11. Backend Logging Guide

Hamed Valiollahi edited this page Nov 4, 2024 · 3 revisions

This document provides comprehensive guidelines for developers on how to effectively use our standardized logging system. By following this guide, you will ensure consistent logging practices across our backend services, facilitating easier debugging, monitoring, and analysis.


Table of Contents

  1. Introduction
  2. Logging Modes
  3. Logging Practices
  4. Sample Logs
  5. Logging Levels
  6. Correlation ID Usage
  7. Best Practices and Guidelines
  8. Using Kibana for Log Analysis
  9. Additional Resources
  10. FAQs

Introduction

Effective logging is crucial for diagnosing issues, monitoring application behavior, and gaining insights into system performance. This guide outlines our standardized approach to backend logging, helping you produce logs that are both developer-friendly and suitable for production analysis.

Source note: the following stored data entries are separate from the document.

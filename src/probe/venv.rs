//! Virtual-environment directory checks.

use crate::probe::command::{run_command, Probe};
use serde::Serialize;
use std::fmt::Write as _;
use std::path::{Path, PathBuf};
use std::time::Duration;

/// Directories checked by default, relative to the working directory.
pub const VENV_CANDIDATES: &[&str] = &[".venv", "./.venv", "/app/.venv"];

/// Result of checking one candidate directory.
#[derive(Debug, Clone, PartialEq, Eq, Serialize)]
pub struct VenvCheck {
    /// Candidate path as configured.
    pub path: String,
    /// Whether the directory exists.
    pub exists: bool,
    /// Interpreter check, only for existing directories.
    #[serde(skip_serializing_if = "Option::is_none")]
    pub interpreter: Option<InterpreterCheck>,
}

/// Result of checking the interpreter inside a virtual environment.
#[derive(Debug, Clone, PartialEq, Eq, Serialize)]
pub struct InterpreterCheck {
    /// Interpreter path, relative to the candidate.
    pub path: String,
    /// Whether the interpreter exists.
    pub exists: bool,
    /// `--version` output, only for existing interpreters.
    #[serde(skip_serializing_if = "Option::is_none")]
    pub version: Option<Probe<String>>,
}

/// Returns the interpreter location inside a virtual environment.
pub fn interpreter_path(venv: &Path) -> PathBuf {
    if cfg!(windows) {
        venv.join("Scripts").join("python.exe")
    } else {
        venv.join("bin").join("python")
    }
}

/// Checks one candidate, resolving relative paths against `base`.
pub async fn check_venv(base: &Path, candidate: &str, timeout: Duration) -> VenvCheck {
    let dir = base.join(candidate);
    if !dir.exists() {
        return VenvCheck {
            path: candidate.to_string(),
            exists: false,
            interpreter: None,
        };
    }

    let interpreter = interpreter_path(&dir);
    let exists = interpreter.exists();
    let version = if exists {
        Some(Probe::from(
            run_command(&interpreter, ["--version"], timeout).await,
        ))
    } else {
        None
    };

    VenvCheck {
        path: candidate.to_string(),
        exists: true,
        interpreter: Some(InterpreterCheck {
            path: interpreter_path(Path::new(candidate)).display().to_string(),
            exists,
            version,
        }),
    }
}

/// Checks every candidate in order.
pub async fn check_venvs(base: &Path, candidates: &[&str], timeout: Duration) -> Vec<VenvCheck> {
    let mut checks = Vec::with_capacity(candidates.len());
    for candidate in candidates {
        checks.push(check_venv(base, candidate, timeout).await);
    }
    checks
}

/// Renders the human-readable check section.
pub fn render_venv_section(checks: &[VenvCheck]) -> String {
    let mut out = String::from("Checking virtual environment directories:\n");
    for check in checks {
        if !check.exists {
            let _ = writeln!(out, "✗ {} does not exist", check.path);
            continue;
        }
        let _ = writeln!(out, "✓ {} exists", check.path);

        let Some(interp) = &check.interpreter else {
            continue;
        };
        if !interp.exists {
            let _ = writeln!(out, "  ✗ {} does not exist", interp.path);
            continue;
        }
        let _ = writeln!(out, "  ✓ {} exists", interp.path);
        match &interp.version {
            Some(Probe::Ok(version)) => {
                let _ = writeln!(out, "  ✓ Version: {version}");
            }
            Some(Probe::Error(e)) => {
                let _ = writeln!(out, "  ✗ Error getting version: {e}");
            }
            None => {}
        }
    }
    out
}

#[cfg(test)]
mod tests {
    use super::*;

    const TIMEOUT: Duration = Duration::from_secs(10);
    const LOCAL_CANDIDATES: &[&str] = &[".venv", "./.venv", "srv/app/.venv"];

    #[tokio::test]
    async fn test_none_exist() {
        let dir = tempfile::tempdir().unwrap();
        let checks = check_venvs(dir.path(), LOCAL_CANDIDATES, TIMEOUT).await;

        assert_eq!(checks.len(), 3);
        assert!(checks.iter().all(|c| !c.exists && c.interpreter.is_none()));

        let text = render_venv_section(&checks);
        assert_eq!(text.matches("does not exist").count(), 3);
        assert!(text.contains("✗ .venv does not exist"));
        assert!(text.contains("✗ srv/app/.venv does not exist"));
        assert!(!text.contains("Version"));

        let json = serde_json::to_string(&checks).unwrap();
        assert!(!json.contains("interpreter"));
        assert!(!json.contains("version"));
    }

    #[tokio::test]
    async fn test_venv_without_interpreter() {
        let dir = tempfile::tempdir().unwrap();
        std::fs::create_dir(dir.path().join(".venv")).unwrap();

        let check = check_venv(dir.path(), ".venv", TIMEOUT).await;
        assert!(check.exists);
        let interp = check.interpreter.as_ref().unwrap();
        assert!(!interp.exists);
        assert!(interp.version.is_none());

        let text = render_venv_section(&[check]);
        assert!(text.contains("✓ .venv exists"));
        assert!(text.contains("  ✗ "));
        assert!(text.contains("does not exist"));
    }

    #[cfg(unix)]
    #[tokio::test]
    async fn test_venv_with_interpreter() {
        use std::os::unix::fs::PermissionsExt;

        let dir = tempfile::tempdir().unwrap();
        let bin = dir.path().join(".venv").join("bin");
        std::fs::create_dir_all(&bin).unwrap();
        let python = bin.join("python");
        std::fs::write(&python, "#!/bin/sh\necho 'Python 3.11.4'\n").unwrap();
        std::fs::set_permissions(&python, std::fs::Permissions::from_mode(0o755)).unwrap();

        let checks = check_venvs(dir.path(), &[".venv", "./.venv"], TIMEOUT).await;
        for check in &checks {
            let interp = check.interpreter.as_ref().unwrap();
            assert!(interp.exists);
            assert_eq!(interp.version, Some(Probe::Ok("Python 3.11.4".into())));
        }
        assert_eq!(checks[0].interpreter.as_ref().unwrap().path, ".venv/bin/python");

        let text = render_venv_section(&checks);
        assert!(text.contains("  ✓ .venv/bin/python exists"));
        assert!(text.contains("  ✓ Version: Python 3.11.4"));
    }

    #[cfg(unix)]
    #[tokio::test]
    async fn test_broken_interpreter_reports_error() {
        use std::os::unix::fs::PermissionsExt;

        let dir = tempfile::tempdir().unwrap();
        let bin = dir.path().join(".venv").join("bin");
        std::fs::create_dir_all(&bin).unwrap();
        let python = bin.join("python");
        std::fs::write(&python, "#!/bin/sh\necho 'broken' >&2\nexit 1\n").unwrap();
        std::fs::set_permissions(&python, std::fs::Permissions::from_mode(0o755)).unwrap();

        let check = check_venv(dir.path(), ".venv", TIMEOUT).await;
        let text = render_venv_section(&[check]);
        assert!(text.contains("  ✗ Error getting version:"));
        assert!(text.contains("broken"));
    }
}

Our logging system is designed to be developer-friendly, allowing you to focus on logging important information without worrying about adding additional metadata like source information or correlation IDs—these are added automatically by our logging infrastructure.


Logging Modes

Our logging system operates in two distinct modes, catering to different stages of the development lifecycle:

Development Mode

  • Purpose: To provide developers with readable and highlighted logs during local development.
  • Features:
    • Human-readable format.
    • Syntax highlighting for better readability.
    • Indented and structured output for complex data types.

Non-Development Mode

  • Purpose: To produce logs suitable for production environments, optimized for log aggregation and analysis tools like Kibana.
  • Features:
    • JSON-formatted logs for easy parsing.
    • Compact representation of data.
    • Designed for ingestion into centralized logging systems.

Logging Practices

What to Log

As a developer, your responsibility is to log important information that aids in understanding the application's behavior and diagnosing issues. This includes:

  • Significant Events: Actions like "Report generated", "Report signed".
  • Important Data Points: IDs, counts, or statuses that are crucial for tracking operations.
  • Errors and Exceptions: Any caught exceptions or error conditions that need attention.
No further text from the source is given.